Olaf Scholz war noch nie ein Liebling der Medien. Andersherum ist die Skepsis aber mindestens genauso groß. Und der Kanzler kann sehr stur sein.
Man kann nicht behaupten, dass Olaf Scholz jemals ein Liebling der Medien gewesen wäre. Kaum hatte er als SPD-Generalsekretär die bundespolitische Bühne betreten, bekam er von Journalisten wegen seiner sperrigen Sprache den Spitznamen Scholzomat verpasst. Und als ihn die SPD 2020 zum Kanzlerkandidaten erhob, hielten nur sehr wenige Leitartikler einen Wahlsieg von Scholz für möglich. Dass er wider Erwarten als Nachfolger Angela Merkels ins Amt einzog, verschaffte ihm eine Genugtuung, die für sein Selbstbewusstsein wie für sein Verhältnis zu Journalisten bis heute nicht unbedeutend ist.
Scholz respektiert Journalisten und ihre Aufgabe.

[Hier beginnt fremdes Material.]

use tracing::warn;

use crate::core::{
    LevelBlend, PlotProjection, Series, VISIBLE_OPACITY_THRESHOLD, project_series_polyline,
};
use crate::render::{
    Color, FrameTarget, LinePrimitive, PolylinePrimitive, RectPrimitive, RenderFrame,
    Renderer, TextHAlign, TextPrimitive,
};

use super::label_format::{estimate_label_text_width_px, format_date_label, format_value_label};
use super::{ChartEngine, ChartEngineConfig, ChartTheme, RenderStyle, tooltip_builder};

/// Builds the main chart frame: background, grid with value labels, series
/// lines, date labels and the selection tooltip.
pub(super) fn build_main_frame<R: Renderer>(engine: &ChartEngine<R>) -> RenderFrame {
    let config = &engine.config;
    let viewport = config.main_viewport;
    let style = config.render_style;
    let theme = engine.theme;
    let width = f64::from(viewport.width);

    let mut frame = RenderFrame::new(FrameTarget::MainChart, viewport).with_rect(
        RectPrimitive::new(0.0, 0.0, width, f64::from(viewport.height), theme.background),
    );
    let (Some(time_range), Some(indexes)) =
        (engine.main.time_range(), engine.main.visible_indexes())
    else {
        return frame;
    };

    let blend = engine.main.presented_blend();
    let projection = PlotProjection::new(time_range, blend.ceiling(), width, plot_height(config));

    push_grid(
        &mut frame,
        projection,
        blend,
        engine.main.level_count(),
        style,
        theme,
    );

    let opacities = engine.main.presented_opacities();
    for (index, series) in engine.main.series().iter().enumerate() {
        let opacity = opacities.get(index).copied().unwrap_or(0.0).clamp(0.0, 1.0);
        if opacity < VISIBLE_OPACITY_THRESHOLD {
            continue;
        }
        let points = project_series_polyline(series, indexes, projection);
        if points.len() < 2 {
            continue;
        }
        frame.polylines.push(PolylinePrimitive::new(
            points,
            style.series_line_width_px,
            series_color(series, theme),
            opacity,
        ));
    }

    if config.show_dates {
        push_date_labels(&mut frame, engine.main.date_ticks(), projection, style, theme);
    }

    tooltip_builder::push_tooltip(&mut frame, engine, projection);
    frame
}

/// Height of the plot area above the date band.
pub(super) fn plot_height(config: &ChartEngineConfig) -> f64 {
    let height = f64::from(config.main_viewport.height);
    if !config.show_dates {
        return height;
    }
    let style = config.render_style;
    let band = style.date_label_height_px + style.date_band_spacing_px * 2.0;
    (height - band).max(1.0)
}

pub(super) fn series_color(series: &Series, theme: ChartTheme) -> Color {
    Color::from_hex(series.color_hex()).unwrap_or_else(|err| {
        warn!(
            series = series.name(),
            error = %err,
            "invalid series color, using axis text color"
        );
        theme.axis_text
    })
}

fn push_grid(
    frame: &mut RenderFrame,
    projection: PlotProjection,
    blend: LevelBlend,
    level_count: usize,
    style: RenderStyle,
    theme: ChartTheme,
) {
    let width = projection.width();
    let baseline = projection.value_to_y(0.0);
    frame.lines.push(LinePrimitive::new(
        0.0,
        baseline,
        width,
        baseline,
        style.grid_line_width_px,
        theme.zero_line,
    ));
    push_value_label(frame, 0.0, baseline, 1.0, style, theme);

    if level_count == 0 {
        return;
    }
    let pairs = if blend.from == blend.to {
        vec![(blend.from, 1.0)]
    } else {
        vec![(blend.from, 1.0 - blend.ratio), (blend.to, blend.ratio)]
    };

    for (level, alpha) in pairs {
        if alpha <= 0.0 || level <= 0.0 {
            continue;
        }
        let divisions = (level_count + 1) as f64;
        for row in 1..=level_count {
            let value = level * row as f64 / divisions;
            let y = projection.value_to_y(value);
            if !(0.0..=baseline).contains(&y) {
                continue;
            }
            frame.lines.push(LinePrimitive::new(
                0.0,
                y,
                width,
                y,
                style.grid_line_width_px,
                theme.grid_line.with_alpha_factor(alpha),
            ));
            push_value_label(frame, value, y, alpha, style, theme);
        }
    }
}

fn push_value_label(
    frame: &mut RenderFrame,
    value: f64,
    line_y: f64,
    alpha: f64,
    style: RenderStyle,
    theme: ChartTheme,
) {
    let top = line_y - style.axis_label_offset_px - style.axis_label_font_size_px;
    frame.texts.push(TextPrimitive::new(
        format_value_label(value as i64),
        0.0,
        top,
        style.axis_label_font_size_px,
        theme.axis_text.with_alpha_factor(alpha),
        TextHAlign::Left,
    ));
}

fn push_date_labels(
    frame: &mut RenderFrame,
    ticks: &[i64],
    projection: PlotProjection,
    style: RenderStyle,
    theme: ChartTheme,
) {
    let top = projection.height() + style.date_band_spacing_px;
    for time in ticks {
        let x = projection.time_to_x(*time);
        let text = format_date_label(*time);
        let half_width = estimate_label_text_width_px(&text, style.axis_label_font_size_px) / 2.0;
        if x + half_width < 0.0 || x - half_width > projection.width() {
            continue;
        }
        frame.texts.push(TextPrimitive::new(
            text,
            x,
            top,
            style.axis_label_font_size_px,
            theme.axis_text,
            TextHAlign::Center,
        ));
    }
}
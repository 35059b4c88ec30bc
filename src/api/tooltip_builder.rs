use crate::core::PlotProjection;
use crate::render::{
    CirclePrimitive, Color, LinePrimitive, RectPrimitive, RenderFrame, Renderer, TextHAlign,
    TextPrimitive,
};

use super::label_format::{
    estimate_label_text_width_px, format_date_label, format_value_label, format_year_label,
};
use super::render_frame_builder::series_color;
use super::{ChartEngine, SelectedPoint};

/// Appends the selection guide line, point markers and the tooltip panel.
///
/// Nothing is drawn when no point is selected or the selected column has
/// scrolled out of the plot.
pub(super) fn push_tooltip<R: Renderer>(
    frame: &mut RenderFrame,
    engine: &ChartEngine<R>,
    projection: PlotProjection,
) {
    let Some(point) = engine.selected_point() else {
        return;
    };
    let x = projection.time_to_x(point.time);
    if !x.is_finite() || x < 0.0 || x > projection.width() {
        return;
    }

    let style = engine.config.render_style;
    let theme = engine.theme;
    frame.lines.push(LinePrimitive::new(
        x,
        0.0,
        x,
        projection.height(),
        style.grid_line_width_px,
        theme.zero_line,
    ));

    let opacities = engine.main.presented_opacities();
    let mut value_colors = Vec::with_capacity(point.values.len());
    for value in &point.values {
        let Some(series) = engine.main.series().get(value.series_index) else {
            continue;
        };
        let opacity = opacities
            .get(value.series_index)
            .copied()
            .unwrap_or(1.0)
            .clamp(0.0, 1.0);
        let color = series_color(series, theme).with_alpha_factor(opacity);
        value_colors.push(color);
        frame.circles.push(CirclePrimitive {
            center_x: x,
            center_y: projection.value_to_y(value.value as f64),
            radius: style.marker_radius_px,
            fill_color: theme.background,
            stroke_width: style.series_line_width_px,
            stroke_color: color,
        });
    }

    push_panel(frame, engine, &point, &value_colors, x, projection.width());
}

fn push_panel<R: Renderer>(
    frame: &mut RenderFrame,
    engine: &ChartEngine<R>,
    point: &SelectedPoint,
    value_colors: &[Color],
    anchor_x: f64,
    plot_width: f64,
) {
    let style = engine.config.render_style;
    let theme = engine.theme;
    let font = style.tooltip_font_size_px;

    let date = format_date_label(point.time);
    let year = format_year_label(point.time);
    let values: Vec<String> = point
        .values
        .iter()
        .map(|value| format_value_label(value.value))
        .collect();

    let date_width = estimate_label_text_width_px(&date, font)
        .max(estimate_label_text_width_px(&year, font));
    let values_width = values
        .iter()
        .map(|text| estimate_label_text_width_px(text, font))
        .fold(0.0, f64::max);
    let rows = values.len().max(2);

    let panel_width = style.tooltip_horizontal_margin_px * 2.0
        + date_width
        + style.tooltip_column_spacing_px
        + values_width;
    let panel_height = style.tooltip_vertical_margin_px * 2.0
        + font * rows as f64
        + style.tooltip_row_spacing_px * (rows - 1) as f64;
    let panel_x = (anchor_x - panel_width / 2.0)
        .min(plot_width - panel_width)
        .max(0.0);
    let panel_y = style.tooltip_vertical_margin_px;

    frame.overlay_rects.push(
        RectPrimitive::new(
            panel_x,
            panel_y,
            panel_width,
            panel_height,
            theme.tooltip_background,
        )
        .with_corner_radius(style.tooltip_corner_radius_px),
    );

    let text_x = panel_x + style.tooltip_horizontal_margin_px;
    let row_y = |row: usize| {
        panel_y
            + style.tooltip_vertical_margin_px
            + (font + style.tooltip_row_spacing_px) * row as f64
    };
    frame.texts.push(
        TextPrimitive::new(
            date,
            text_x,
            row_y(0),
            font,
            theme.tooltip_date_text,
            TextHAlign::Left,
        )
        .bold(),
    );
    frame.texts.push(TextPrimitive::new(
        year,
        text_x,
        row_y(1),
        font,
        theme.tooltip_date_text,
        TextHAlign::Left,
    ));

    let values_x = panel_x + panel_width - style.tooltip_horizontal_margin_px;
    for (row, (text, color)) in values.into_iter().zip(value_colors).enumerate() {
        frame.texts.push(
            TextPrimitive::new(text, values_x, row_y(row), font, *color, TextHAlign::Right).bold(),
        );
    }
}
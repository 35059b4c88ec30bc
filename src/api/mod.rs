mod chart_view;
mod engine;
mod engine_config;
mod engine_snapshot;
mod history_controller;
mod history_frame_builder;
pub mod json_contract;
mod label_format;
mod listener_dispatch;
mod listener_registry;
mod render_frame_builder;
mod render_style;
mod selection_controller;
mod theme;
mod tooltip_builder;
mod visibility_controller;

pub use engine::ChartEngine;
pub use engine_config::ChartEngineConfig;
pub use engine_snapshot::EngineSnapshot;
pub use json_contract::{
    ENGINE_SNAPSHOT_JSON_SCHEMA_V1, EngineSnapshotJsonContractV1, parse_chart_data,
};
pub use label_format::{format_date_label, format_value_label, format_year_label};
pub use render_style::RenderStyle;
pub use selection_controller::{SelectedPoint, SelectedValue};
pub use theme::{ChartTheme, ColorScheme};
use approx::assert_abs_diff_eq;
use scope_chart::animation::DEFAULT_ANIMATION_DURATION_SECONDS;
use scope_chart::api::{ChartEngine, ChartEngineConfig};
use scope_chart::core::{
    Column, IndexRange, Level, LevelBlend, Scope, Series, Viewport, level_transition,
};
use scope_chart::render::NullRenderer;

fn series(values: &[i64], time: impl Fn(usize) -> i64) -> Series {
    let columns = values
        .iter()
        .enumerate()
        .map(|(i, value)| Column::new(time(i), *value))
        .collect();
    Series::new("load", "#3DC23F", columns).expect("valid series")
}

fn engine(series: Series, initial_scope: Scope) -> ChartEngine<NullRenderer> {
    let config = ChartEngineConfig::new(Viewport::new(400, 300), Viewport::new(400, 50))
        .with_initial_scope(initial_scope);
    ChartEngine::new(NullRenderer::default(), config, vec![series]).expect("engine init")
}

fn spiked_engine() -> ChartEngine<NullRenderer> {
    let values = [10, 10, 10, 10, 100, 20, 20, 20, 50, 50, 50];
    engine(series(&values, |i| i as i64 * 100), Scope::new(0.0, 0.5))
}

fn assert_blend_eq(actual: LevelBlend, expected: LevelBlend) {
    assert_abs_diff_eq!(actual.from, expected.from, epsilon = 1e-9);
    assert_abs_diff_eq!(actual.to, expected.to, epsilon = 1e-9);
    assert_abs_diff_eq!(actual.ratio, expected.ratio, epsilon = 1e-9);
}

#[test]
fn zoom_that_snaps_onto_a_level_animates_the_axis() {
    let mut engine = spiked_engine();
    assert_eq!(engine.levels(), &[Level::new(110, 0), Level::new(55, 10)]);
    let previous = engine.axis_blend();
    assert_eq!(previous, LevelBlend::new(110.0, 55.0, 0.0));
    assert!(!engine.is_animating());

    engine.set_scope(Scope::new(0.6, 1.0));
    assert_eq!(
        engine.levels(),
        &[Level::new(11, 0), Level::new(110, 4), Level::new(55, 10)]
    );
    assert_eq!(engine.visible_indexes(), Some(IndexRange::new(6, 10)));
    assert_eq!(engine.axis_blend(), LevelBlend::new(110.0, 55.0, 1.0));

    assert!(engine.is_animating());
    let (start, _) = level_transition(previous, engine.axis_blend());
    assert_blend_eq(engine.presented_axis_blend(), start);
    assert_abs_diff_eq!(engine.presented_axis_blend().ceiling(), 110.0, epsilon = 1e-9);

    assert!(!engine.advance_animations(DEFAULT_ANIMATION_DURATION_SECONDS));
    assert_eq!(engine.presented_axis_blend(), engine.axis_blend());
    assert_eq!(engine.presented_axis_blend().ceiling(), 55.0);
}

#[test]
fn pan_without_replan_moves_the_axis_immediately() {
    let mut engine = spiked_engine();
    let levels_before = engine.levels().to_vec();

    engine.set_scope(Scope::new(0.5, 1.0));
    assert_eq!(engine.levels(), levels_before.as_slice());
    assert_eq!(engine.visible_indexes(), Some(IndexRange::new(5, 10)));
    assert!(!engine.is_animating());
    assert_eq!(engine.presented_axis_blend(), engine.axis_blend());
    assert_eq!(engine.axis_blend().ceiling(), 55.0);
}

#[test]
fn zero_span_series_uses_the_nearest_level() {
    let mut engine = engine(series(&[10, 20, 30, 40], |_| 5), Scope::new(0.7, 1.0));

    assert_eq!(
        engine.levels(),
        &[Level::new(11, 0), Level::new(22, 1), Level::new(33, 3)]
    );
    assert_eq!(engine.visible_indexes(), Some(IndexRange::new(3, 3)));

    let tail = *engine.levels().last().expect("levels planned");
    assert_eq!(engine.axis_blend(), LevelBlend::single(tail.value as f64));
    engine.render().expect("zero-span frame renders");
}
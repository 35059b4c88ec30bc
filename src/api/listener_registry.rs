use crate::error::{ChartError, ChartResult};
use crate::extensions::ChartListener;
use crate::render::Renderer;

use super::ChartEngine;

impl<R: Renderer> ChartEngine<R> {
    /// Registers a listener with unique identifier.
    pub fn register_listener(&mut self, listener: Box<dyn ChartListener>) -> ChartResult<()> {
        let listener_id = listener.id().to_owned();
        if listener_id.is_empty() {
            return Err(ChartError::InvalidData(
                "listener id must not be empty".to_owned(),
            ));
        }
        if self.has_listener(&listener_id) {
            return Err(ChartError::InvalidData(format!(
                "listener with id `{listener_id}` is already registered"
            )));
        }
        self.listeners.push(listener);
        Ok(())
    }

    /// Unregisters a listener by id. Returns `true` when removed.
    pub fn unregister_listener(&mut self, listener_id: &str) -> bool {
        if let Some(position) = self
            .listeners
            .iter()
            .position(|entry| entry.id() == listener_id)
        {
            self.listeners.remove(position);
            return true;
        }
        false
    }

    #[must_use]
    pub fn listener_count(&self) -> usize {
        self.listeners.len()
    }

    #[must_use]
    pub fn has_listener(&self, listener_id: &str) -> bool {
        self.listeners
            .iter()
            .any(|listener| listener.id() == listener_id)
    }
}
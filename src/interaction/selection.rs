use serde::{Deserialize, Serialize};
use tracing::debug;

use crate::core::Scope;

/// Default re-tap distance (normalized widget units) that clears a selection.
pub const DEFAULT_SELECTION_TOLERANCE: f64 = 0.05;

/// Highlighted point of the main chart.
#[derive(Debug, Clone, Copy, PartialEq, Serialize, Deserialize)]
pub struct SelectionState {
    /// Widget-relative tap position in `[0, 1]`, used for re-tap hysteresis.
    pub tap_x: f64,
    /// Position in the normalized space of the full series.
    pub normalized_x: f64,
}

/// Outcome of one tap.
#[derive(Debug, Clone, Copy, PartialEq, Serialize, Deserialize)]
pub enum SelectionChange {
    Selected(SelectionState),
    Cleared,
}

/// Tap-to-toggle selection with hysteresis around the previous tap.
#[derive(Debug, Clone, Copy, PartialEq)]
pub struct SelectionModel {
    tolerance: f64,
    state: Option<SelectionState>,
}

impl Default for SelectionModel {
    fn default() -> Self {
        Self::new(DEFAULT_SELECTION_TOLERANCE)
    }
}

impl SelectionModel {
    #[must_use]
    pub fn new(tolerance: f64) -> Self {
        Self {
            tolerance,
            state: None,
        }
    }

    #[must_use]
    pub fn state(&self) -> Option<SelectionState> {
        self.state
    }

    #[must_use]
    pub fn tolerance(&self) -> f64 {
        self.tolerance
    }

    /// Selects a new point, or clears the current one when `tap_x` lands within
    /// the tolerance of the previous tap.
    pub fn on_tap(&mut self, tap_x: f64, scope: Scope) -> SelectionChange {
        let replaces = self
            .state
            .is_none_or(|previous| (tap_x - previous.tap_x).abs() > self.tolerance);

        if replaces {
            let state = SelectionState {
                tap_x,
                normalized_x: scope.absolute_position(tap_x),
            };
            debug!(tap_x, normalized_x = state.normalized_x, "select point");
            self.state = Some(state);
            SelectionChange::Selected(state)
        } else {
            debug!(tap_x, "clear selected point");
            self.state = None;
            SelectionChange::Cleared
        }
    }

    pub fn clear(&mut self) {
        self.state = None;
    }
}
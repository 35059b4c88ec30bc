pub mod range_selector;
pub mod selection;

use serde::{Deserialize, Serialize};

pub use range_selector::{
    DEFAULT_HANDLE_WIDTH_PX, DEFAULT_MIN_WINDOW_WIDTH, DragMode, RangeSelector,
    RangeSelectorConfig,
};
pub use selection::{DEFAULT_SELECTION_TOLERANCE, SelectionChange, SelectionModel, SelectionState};

/// Lifecycle phase of a single-pointer gesture.
#[derive(Debug, Clone, Copy, PartialEq, Eq, Serialize, Deserialize)]
pub enum GesturePhase {
    Begin,
    Move,
    End,
    Cancel,
}

/// One pointer sample with its horizontal position normalized to `[0, 1]`
/// of the receiving widget.
#[derive(Debug, Clone, Copy, PartialEq, Serialize, Deserialize)]
pub struct GestureInput {
    pub phase: GesturePhase,
    pub x: f64,
}

impl GestureInput {
    #[must_use]
    pub const fn new(phase: GesturePhase, x: f64) -> Self {
        Self { phase, x }
    }

    #[must_use]
    pub const fn begin(x: f64) -> Self {
        Self::new(GesturePhase::Begin, x)
    }

    #[must_use]
    pub const fn moved(x: f64) -> Self {
        Self::new(GesturePhase::Move, x)
    }

    #[must_use]
    pub const fn end(x: f64) -> Self {
        Self::new(GesturePhase::End, x)
    }

    #[must_use]
    pub const fn cancel(x: f64) -> Self {
        Self::new(GesturePhase::Cancel, x)
    }
}
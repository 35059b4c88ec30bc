use scope_chart::core::Scope;
use scope_chart::interaction::{SelectionChange, SelectionModel};

#[test]
fn first_tap_selects_point_in_series_space() {
    let mut model = SelectionModel::default();
    let change = model.on_tap(0.5, Scope::new(0.7, 1.0));

    let SelectionChange::Selected(state) = change else {
        panic!("first tap must select");
    };
    assert_eq!(state.tap_x, 0.5);
    assert!((state.normalized_x - 0.85).abs() <= 1e-12);
    assert_eq!(model.state(), Some(state));
}

#[test]
fn retap_within_tolerance_clears_then_selects_again() {
    let mut model = SelectionModel::default();
    let scope = Scope::FULL;

    assert!(matches!(model.on_tap(0.5, scope), SelectionChange::Selected(_)));
    assert_eq!(model.on_tap(0.53, scope), SelectionChange::Cleared);
    assert!(model.state().is_none());
    assert!(matches!(model.on_tap(0.53, scope), SelectionChange::Selected(_)));
}

#[test]
fn tap_beyond_tolerance_moves_selection() {
    let mut model = SelectionModel::new(0.05);
    model.on_tap(0.5, Scope::FULL);
    let change = model.on_tap(0.6, Scope::FULL);
    assert!(matches!(
        change,
        SelectionChange::Selected(state) if state.tap_x == 0.6
    ));
}
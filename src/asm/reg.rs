use std::fmt::Display;

use super::InstructionSize;

/// x86-64 registers, including the sub-register aliases used for narrow
/// loads and stores.
#[derive(Debug, Clone, Copy, PartialEq, Eq)]
pub enum Reg {
    Rax,
    Eax,
    Ax,
    Al,
    Rdi,
    Edi,
    Di,
    Dil,
    Rdx,
    Rbp,
    Rsp,
    R12,
    R12D,
    R12W,
    R12B,
    R13,
    R13D,
    R13W,
    R13B,
    R14,
    R14D,
    R14W,
    R14B,
    R15,
    R15D,
    R15W,
    R15B,
}

impl Display for Reg {
    fn fmt(&self, f: &mut std::fmt::Formatter<'_>) -> std::fmt::Result {
        f.write_str(match self {
            Reg::Rax => "rax",
            Reg::Eax => "eax",
            Reg::Ax => "ax",
            Reg::Al => "al",
            Reg::Rdi => "rdi",
            Reg::Edi => "edi",
            Reg::Di => "di",
            Reg::Dil => "dil",
            Reg::Rdx => "rdx",
            Reg::Rbp => "rbp",
            Reg::Rsp => "rsp",
            Reg::R12 => "r12",
            Reg::R12D => "r12d",
            Reg::R12W => "r12w",
            Reg::R12B => "r12b",
            Reg::R13 => "r13",
            Reg::R13D => "r13d",
            Reg::R13W => "r13w",
            Reg::R13B => "r13b",
            Reg::R14 => "r14",
            Reg::R14D => "r14d",
            Reg::R14W => "r14w",
            Reg::R14B => "r14b",
            Reg::R15 => "r15",
            Reg::R15D => "r15d",
            Reg::R15W => "r15w",
            Reg::R15B => "r15b",
        })
    }
}

impl Reg {
    /// The 64-bit register this alias belongs to.
    pub fn family(&self) -> Reg {
        use Reg::*;

        match self {
            Rax | Eax | Ax | Al => Rax,
            Rdi | Edi | Di | Dil => Rdi,
            R12 | R12D | R12W | R12B => R12,
            R13 | R13D | R13W | R13B => R13,
            R14 | R14D | R14W | R14B => R14,
            R15 | R15D | R15W | R15B => R15,
            Rdx => Rdx,
            Rbp => Rbp,
            Rsp => Rsp,
        }
    }

    /// Select the alias of this register matching the given operand size.
    pub fn to_sized(self, size: InstructionSize) -> Reg {
        use InstructionSize::*;
        use Reg::*;

        match (self.family(), size) {
            (Rax, Byte) => Al,
            (Rax, Word) => Ax,
            (Rax, Dword) => Eax,
            (Rax, _) => Rax,
            (Rdi, Byte) => Dil,
            (Rdi, Word) => Di,
            (Rdi, Dword) => Edi,
            (Rdi, _) => Rdi,
            (R12, Byte) => R12B,
            (R12, Word) => R12W,
            (R12, Dword) => R12D,
            (R12, _) => R12,
            (R13, Byte) => R13B,
            (R13, Word) => R13W,
            (R13, Dword) => R13D,
            (R13, _) => R13,
            (R14, Byte) => R14B,
            (R14, Word) => R14W,
            (R14, Dword) => R14D,
            (R14, _) => R14,
            (R15, Byte) => R15B,
            (R15, Word) => R15W,
            (R15, Dword) => R15D,
            (R15, _) => R15,
            (other, _) => other,
        }
    }

    /// The 8-bit alias, used as the target of `setcc`.
    pub fn to_byte(self) -> Reg {
        self.to_sized(InstructionSize::Byte)
    }
}

#[cfg(test)]
mod tests {
    use super::super::InstructionSize;
    use super::Reg;

    #[test]
    fn test_sized_aliases() {
        assert_eq!(Reg::R12.to_sized(InstructionSize::Byte), Reg::R12B);
        assert_eq!(Reg::R13.to_sized(InstructionSize::Word), Reg::R13W);
        assert_eq!(Reg::R14.to_sized(InstructionSize::Dword), Reg::R14D);
        assert_eq!(Reg::R15.to_sized(InstructionSize::Qword), Reg::R15);
        assert_eq!(Reg::Rax.to_sized(InstructionSize::Byte), Reg::Al);
        assert_eq!(Reg::Rdi.to_sized(InstructionSize::Dword), Reg::Edi);
    }

    #[test]
    fn test_family_of_alias() {
        assert_eq!(Reg::R14B.family(), Reg::R14);
        assert_eq!(Reg::Eax.family(), Reg::Rax);
    }

    #[test]
    fn test_display() {
        assert_eq!(Reg::R12D.to_string(), "r12d");
        assert_eq!(Reg::Dil.to_string(), "dil");
    }
}
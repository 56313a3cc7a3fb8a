use super::Expression;
use crate::{
    lexer::Position,
    types::{DataType, TypeError},
};

/// Scales an index expression by the size of a pointer's element. The
/// parser inserts this node when an additive expression mixes a pointer
/// with an integer, turning `p + i` into `p + i*sizeof(*p)`.
#[derive(Debug, Clone, PartialEq)]
pub struct ScaledOffset {
    pub expr: Expression,
    pub scale: usize,
    pub info: DataType,
    pub position: Position,
}

impl ScaledOffset {
    fn wrap(expr: Expression, scale: usize) -> Expression {
        let info = expr.info();
        let position = expr.position();

        Expression::ScaledOffset(Box::new(ScaledOffset {
            expr,
            scale,
            info,
            position,
        }))
    }

    /// Rewrite the operands of an additive expression. When exactly one
    /// side is a pointer, the other side is wrapped in a scaling node
    /// and the result takes the pointer's type; otherwise the operands
    /// unify as usual.
    pub(crate) fn rewrite(
        lhs: Expression,
        rhs: Expression,
        line: usize,
    ) -> Result<(Expression, Expression, DataType), TypeError> {
        match (lhs.info().is_pointer(), rhs.info().is_pointer()) {
            (true, false) => {
                let info = lhs.info();
                let scale = info.element_size();
                Ok((lhs, Self::wrap(rhs, scale), info))
            }
            (false, true) => {
                let info = rhs.info();
                let scale = info.element_size();
                Ok((Self::wrap(lhs, scale), rhs, info))
            }
            _ => {
                let info = DataType::unify_expr(&lhs.info(), &rhs.info(), line)?;
                Ok((lhs, rhs, info))
            }
        }
    }
}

Er ist selbst passionierter Zeitungsleser. Trotzdem kann er ein schwieriger Gesprächspartner sein. In seinem ersten Interview als Finanzminister hielt ich es für eine witzige Idee, ihn nach seiner Stamokap-Vergangenheit zu fragen. Er nicht. Der Filmemacher Stephan Lamby stellte Scholz im Wahlkampf 2021 eine Frage achtmal hintereinander, worauf Scholz jedes Mal vor laufender Kamera die Antwort verweigerte.
Als Kanzler pflegt Scholz ein ambivalentes Verhältnis zu den Medien. Die Frequenz seiner Interviews ist höher als in den letzten Dienstjahren seiner Vorgängerin. Wie jeder Politiker wähnt sich Scholz bisweilen ungerecht behandelt. Jüngst spottete er vor Unternehmern über die mediale Wahrnehmungsverweigerung seiner wirtschaftlichen Erfolge: Um 37 Prozent seien die ausländischen Ansiedlungsinvestitionen zuletzt gestiegen, so Scholz: „Ich werde diesen Satz noch hundertmal sagen, bis er das erste Mal in der Zeitung steht.“
Wird in Deutschland zu einseitig berichtet?
Auf Reisen nimmt sich der Kanzler häufig viel Zeit für die mitreisenden Berichterstatter. Aus den Hintergrundgesprächen darf nicht zitiert werden, aber so viel kann man verraten: Mit zunehmender Dauer sinkt der Anteil der nüchternen Information zugunsten des Anteils an gelegentlich durchaus intensiven Diskussionen.
Eines der Themen hat der Kanzler nun selbst öffentlich gemacht, als er der Deutschen Journalistenschule in München zum 75. Geburtstag gratulierte. Scholz treibt schon lange die Überzeugung um, die Berichterstattung zur deutschen Unterstützung der Ukraine sei zu einseitig. Er stelle immer wieder fest, so der Kanzler in München, „dass mir bei Gesprächen mit Bürgerinnen und Bürgern im ganzen Land oft völlig andere Fragen gestellt werden als in Interviews“. Nicht immer neue Waffensysteme stünden da im Vordergrund, sondern „Sorgen vor einer Ausweitung des Kriegs und manchmal auch Fragen, ob unsere Unterstützung nicht schon zu weit geht“.
Diese Sorgen würden aber medial kaum wahrgenommen – und wenn, dann als Äußerungen aus dem extremen politischen Spektrum. „Dann muss es uns aber nicht wundern, wenn Leute sich überhört fühlen.“ Man überinterpretiert Scholz nicht, wenn man heraushört, dass er den Medien eine Mitverantwortung für das Erstarken von Parteien wie der AfD oder dem Bündnis Sahra Wagenknecht zuschreibt – nicht unbedingt als Vorwurf, eher als Feststellung.
Ein Politiker, der so etwas sagt, setzt sich dem Verdacht aus, eigene Defizite verwischen zu wollen. Scholz ist viel und hart wegen politischer Zögerlichkeit und kommunikativer Fehler kritisiert worden. Journalisten erwarten, dass ihre Kommentare zur Politik ernst genommen werden. Ich habe deshalb umgekehrt kein Problem damit, Scholz‘ Mahnung als Denkanstoß zu nehmen. Auch wenn ich glaube, dass ich sie nicht teile. Könnte ein gutes Thema für das nächste Interview sein.